Where Stock Picking Still Pays: Adding Dispersion to the Rotation Graph

Mark TennenbaumAdvisor Perspectives welcomes guest contributions. The views presented here do not necessarily represent those of Advisor Perspectives.

Every sector chart tells you where the crowd is. Almost none tell you the thing a stock picker actually needs to know: Inside a given sector, how much room is there to beat the average name?

Julius de Kempenaer's Relative Rotation Graph comes closer than most. It shows a whole universe of sectors at once, each measured against a common benchmark and plotted by how strong it is and whether that strength is building or fading. It depicts all 11 GICS sectors rotating clockwise through leading, weakening, lagging, and improving. It is a beautiful picture of the crowd.

What it does not show is where selection gets paid. The chart recalls the Boston Consulting Group (BCG) growth-share matrix from grad school, the four-box grid whose bubbles were sized by revenue. RRG keeps the four boxes but drops that size dimension, and it benchmarks against an index that says less than it could about selection. I added both back.

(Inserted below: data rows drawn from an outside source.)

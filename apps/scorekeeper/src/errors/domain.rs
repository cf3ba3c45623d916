//! Domain-level error type for the scoring core.
//!
//! Every variant is recoverable: the presentation layer reports it and
//! re-prompts. Operations that fail leave the game state untouched.

use thiserror::Error;

use super::error_code::ErrorCode;

/// Central domain error type.
#[derive(Error, Debug, Clone, PartialEq, Eq)]
pub enum DomainError {
    /// Bid or achieved input that is not a non-negative integer.
    #[error("invalid value {input:?}: expected a non-negative whole number or blank")]
    InvalidValue { input: String },

    /// Commit attempted while some bids or achieved values are unset.
    #[error("missing entries for: {}", missing.join(", "))]
    IncompleteEntry { missing: Vec<String> },

    /// The full bid set sums to the round target.
    #[error("total bids cannot equal {target} (bid sum is {sum})")]
    InvalidBidSet { target: u8, sum: u32 },

    /// Round lookup outside the configured schedule.
    #[error("round index {round_index} is outside 0..{total_rounds}")]
    OutOfRange {
        round_index: usize,
        total_rounds: usize,
    },

    /// Mutation attempted after the final round was committed.
    #[error("game is complete")]
    GameCompleted,

    /// Entry addressed to a name that is not on the roster.
    #[error("unknown player {0:?}")]
    UnknownPlayer(String),

    /// Player setup rejected.
    #[error("invalid roster: {0}")]
    InvalidRoster(String),
}

impl DomainError {
    pub fn invalid_value(input: impl Into<String>) -> Self {
        Self::InvalidValue {
            input: input.into(),
        }
    }

    pub fn invalid_roster(detail: impl Into<String>) -> Self {
        Self::InvalidRoster(detail.into())
    }

    /// Stable machine-readable code for this error.
    pub const fn code(&self) -> ErrorCode {
        match self {
            DomainError::InvalidValue { .. } => ErrorCode::InvalidValue,
            DomainError::IncompleteEntry { .. } => ErrorCode::IncompleteEntry,
            DomainError::InvalidBidSet { .. } => ErrorCode::InvalidBidSet,
            DomainError::OutOfRange { .. } => ErrorCode::OutOfRange,
            DomainError::GameCompleted => ErrorCode::GameCompleted,
            DomainError::UnknownPlayer(_) => ErrorCode::UnknownPlayer,
            DomainError::InvalidRoster(_) => ErrorCode::InvalidRoster,
        }
    }
}

/// Configuration defects, raised while building a round schedule.
///
/// These are construction-time failures; a game never starts with a
/// schedule that produced one of these.
#[derive(Error, Debug, Clone, PartialEq, Eq)]
pub enum ConfigError {
    #[error("round schedule is empty")]
    EmptySchedule,

    #[error("round {round_index} has a zero target; targets must be positive")]
    ZeroTarget { round_index: usize },

    #[error("declared {declared} rounds but the schedule has {actual} targets")]
    LengthMismatch { declared: usize, actual: usize },

    #[error("round schedule must be symmetric, got {0:?}")]
    NotSymmetric(Vec<u8>),

    #[error("round schedule must step down to its smallest hand and back up, got {0:?}")]
    NotDownAndUp(Vec<u8>),

    #[error("round schedule has {rounds} rounds; at most {max} are allowed")]
    TooManyRounds { rounds: usize, max: usize },

    #[error("hand sizes must satisfy 1 <= min ({min}) <= max ({max})")]
    InvalidHandRange { max: u8, min: u8 },

    #[error("{var}: {detail}")]
    Env { var: &'static str, detail: String },

    #[error("config file {path}: {detail}")]
    File { path: String, detail: String },
}

impl ConfigError {
    pub const fn code(&self) -> ErrorCode {
        ErrorCode::ConfigError
    }
}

Where the Standard Chart Stops

The two axes of an RRG describe relative strength and the momentum of that relative strength. The second of those, the velocity of relative strength, is a close relative to the momentum factor that four-factor models reward.

The two are not identical, since this axis is a short-horizon rate of change rather than a 12-month ranking, but they rhyme: Both axes describe systematic, crowd-level dynamics rather than selection skill. They tell us where the crowd is and how fast it is moving, not how much room a stock picker has inside any one sector. That is the question for which I extended the analysis.